W związku z wykryciem niedozwolonego środka w próbce A Salamon nie został zawieszony. To oznacza, że zawodnik może zagrać w sobotnich derbach Poznania z Wartą.
W razie potwierdzenia obecności niedozwolonego środka w próbce B lub niezwrócenia się z prośbą o przebadanie jej, zostanie przeprowadzona sprawa dyscyplinarna. Dopiero po niej będzie mógł zapaść werdykt dotyczący kary dla zawodnika. Jedno jest pewne: kary nie dotkną Lecha, który pozostaje w LKE, ani reprezentacji Polski. W jej składzie wystąpił Salamon w marcowym starciu z Albanią 1:0.

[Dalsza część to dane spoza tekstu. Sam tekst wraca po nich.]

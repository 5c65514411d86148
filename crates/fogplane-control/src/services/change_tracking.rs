//! Per-agent change tracking.
//!
//! Agents poll their change record and re-fetch whatever advanced since the
//! last poll. Writers describe *what happened* with a [`ChangeEvent`]; the
//! tracker expands it into the flags an agent actually watches.

use std::sync::Arc;

use fogplane_telemetry::{events, MetricsRegistry};
use uuid::Uuid;

use crate::db::{ChangeFlag, ChangeRecord, Store, StoreTx};
use crate::error::{ControlError, ControlResult};

/// Kind of change applied to an agent's desired state.
#[derive(Debug, Clone, Copy, PartialEq, Eq, PartialOrd, Ord, Hash)]
pub enum ChangeEvent {
    /// A microservice's definition changed.
    MicroserviceCommon,
    /// The set of microservices on the agent changed.
    MicroserviceList,
    /// Only microservice configuration changed.
    MicroserviceConfig,
    /// Anything about the agent's microservices may have changed.
    MicroserviceFull,
    /// Routes to or from the agent's microservices changed.
    MicroserviceRouting,
    EdgeResources,
    Tunnel,
    Registries,
}

impl ChangeEvent {
    /// Flags advanced by this event.
    pub fn flags(self) -> &'static [ChangeFlag] {
        match self {
            Self::MicroserviceCommon => &[ChangeFlag::MicroserviceConfig, ChangeFlag::MicroserviceList],
            Self::MicroserviceList => &[ChangeFlag::MicroserviceList],
            Self::MicroserviceConfig => &[ChangeFlag::MicroserviceConfig],
            Self::MicroserviceFull => &[
                ChangeFlag::MicroserviceConfig,
                ChangeFlag::MicroserviceList,
                ChangeFlag::Routing,
                ChangeFlag::Registries,
            ],
            Self::MicroserviceRouting => &[ChangeFlag::Routing],
            Self::EdgeResources => &[ChangeFlag::EdgeResources],
            Self::Tunnel => &[ChangeFlag::Tunnel],
            Self::Registries => &[ChangeFlag::Registries],
        }
    }

    pub fn as_str(self) -> &'static str {
        match self {
            Self::MicroserviceCommon => "microservice_common",
            Self::MicroserviceList => "microservice_list",
            Self::MicroserviceConfig => "microservice_config",
            Self::MicroserviceFull => "microservice_full",
            Self::MicroserviceRouting => "microservice_routing",
            Self::EdgeResources => "edge_resources",
            Self::Tunnel => "tunnel",
            Self::Registries => "registries",
        }
    }
}

/// Advances and reads per-agent change records.
#[derive(Clone)]
pub struct ChangeTracker {
    store: Arc<dyn Store>,
    metrics: Arc<MetricsRegistry>,
}

impl ChangeTracker {
    pub fn new(store: Arc<dyn Store>, metrics: Arc<MetricsRegistry>) -> Self {
        Self { store, metrics }
    }

    /// Advance `fog`'s record for `event` inside `tx`. No-op for an unplaced
    /// microservice (`fog == None`).
    pub async fn update(
        &self,
        tx: &mut dyn StoreTx,
        fog: Option<Uuid>,
        event: ChangeEvent,
    ) -> ControlResult<()> {
        let Some(fog) = fog else {
            return Ok(());
        };
        for flag in event.flags() {
            tx.bump_change(fog, *flag).await?;
        }
        tracing::debug!(
            event = events::CHANGE_TRACKED,
            fog_uuid = %fog,
            change = event.as_str(),
            "change tracked"
        );
        self.metrics.record_change_event(event.as_str());
        Ok(())
    }

    /// Current change record of an agent.
    pub async fn record(&self, fog: Uuid) -> ControlResult<ChangeRecord> {
        let mut tx = self.store.begin().await?;
        ensure_fog(&mut *tx, fog).await?;
        let entries = tx.list_changes(fog).await?;
        Ok(ChangeRecord {
            fog_uuid: fog,
            entries,
        })
    }

    /// Mark every pending flag of an agent as fetched.
    pub async fn acknowledge(&self, fog: Uuid) -> ControlResult<u64> {
        let mut tx = self.store.begin().await?;
        ensure_fog(&mut *tx, fog).await?;
        let cleared = tx.clear_changes(fog).await?;
        tx.commit().await?;
        Ok(cleared)
    }
}

async fn ensure_fog(tx: &mut dyn StoreTx, fog: Uuid) -> ControlResult<()> {
    match tx.find_fog(fog).await? {
        Some(_) => Ok(()),
        None => Err(ControlError::not_found(format!("agent {fog} not found"))),
    }
}
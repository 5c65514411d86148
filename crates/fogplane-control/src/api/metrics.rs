//! Prometheus exposition endpoint.

use axum::{
    extract::State,
    http::{header, StatusCode},
    response::IntoResponse,
};
use fogplane_telemetry::{prometheus::render_metrics, PROMETHEUS_CONTENT_TYPE};

use super::router::AppState;

/// GET /metrics
pub async fn metrics(State(state): State<AppState>) -> impl IntoResponse {
    (
        StatusCode::OK,
        [(header::CONTENT_TYPE, PROMETHEUS_CONTENT_TYPE)],
        render_metrics(state.services.metrics()),
    )
}
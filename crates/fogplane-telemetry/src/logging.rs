//! Structured logging with JSON output.
//!
//! Structured JSON to stdout in production, pretty output for development.

use crate::{LogFormat, TelemetryConfig, TelemetryError};
use tracing_subscriber::{fmt, layer::SubscriberExt, util::SubscriberInitExt, EnvFilter, Layer};

/// Initialize the logging subsystem.
///
/// Sets up tracing-subscriber with either JSON or pretty format,
/// respecting the configured log level.
pub fn init_logging(config: &TelemetryConfig) -> Result<(), TelemetryError> {
    // RUST_LOG wins over the configured level
    let filter =
        EnvFilter::try_from_default_env().unwrap_or_else(|_| EnvFilter::new(&config.log_level));

    match config.log_format {
        LogFormat::Json => init_json_logging(filter),
        LogFormat::Pretty => init_pretty_logging(filter),
    }
}

/// Initialize JSON logging for production.
fn init_json_logging(filter: EnvFilter) -> Result<(), TelemetryError> {
    let json_layer = fmt::layer()
        .json()
        .with_target(true)
        .with_current_span(true)
        .with_span_list(false)
        .with_file(false)
        .with_line_number(false)
        .flatten_event(true)
        .with_filter(filter);

    tracing_subscriber::registry()
        .with(json_layer)
        .try_init()
        .map_err(|e: tracing_subscriber::util::TryInitError| {
            TelemetryError::LoggingInit(e.to_string())
        })
}

/// Initialize pretty logging for development.
fn init_pretty_logging(filter: EnvFilter) -> Result<(), TelemetryError> {
    let pretty_layer = fmt::layer()
        .pretty()
        .with_target(true)
        .with_file(true)
        .with_line_number(true)
        .with_filter(filter);

    tracing_subscriber::registry()
        .with(pretty_layer)
        .try_init()
        .map_err(|e: tracing_subscriber::util::TryInitError| {
            TelemetryError::LoggingInit(e.to_string())
        })
}

/// Stable log event names.
pub mod events {
    /// Control plane is starting up.
    pub const STARTUP: &str = "startup";

    /// Control plane is listening on a socket.
    pub const LISTENING: &str = "listening";

    /// Database migrations were applied.
    pub const MIGRATED: &str = "migrated";

    /// A microservice was created.
    pub const MICROSERVICE_CREATED: &str = "microservice_created";

    /// A microservice was updated.
    pub const MICROSERVICE_UPDATED: &str = "microservice_updated";

    /// A microservice was deleted or marked for deletion.
    pub const MICROSERVICE_DELETED: &str = "microservice_deleted";

    /// A microservice moved to another agent.
    pub const MICROSERVICE_MOVED: &str = "microservice_moved";

    /// An agent change record was advanced.
    pub const CHANGE_TRACKED: &str = "change_tracked";

    /// A tag fan-out target could not be updated.
    pub const FAN_OUT_FAILED: &str = "fan_out_failed";

    /// A dependent host binding could not be re-resolved.
    pub const BINDING_REFRESH_FAILED: &str = "binding_refresh_failed";

    /// An audit event could not be written.
    pub const AUDIT_WRITE_FAILED: &str = "audit_write_failed";
}

/// Log a startup event with the standard event field.
#[macro_export]
macro_rules! log_startup {
    ($($field:tt)*) => {
        tracing::info!(
            event = $crate::logging::events::STARTUP,
            $($field)*
        )
    };
}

Do możliwych roszczeń w sprawie wyniku meczu potrzeba dwóch piłkarzy w zespole z pozytywnym wynikiem kontroli antydopingowej. Ponadto zostałby oceniony ich wkład do osiągnięcia wyniku przez drużynę. Po każdym meczu na kontrolę dopingową zostaje wezwanych po dwóch graczy z każdego zespołu.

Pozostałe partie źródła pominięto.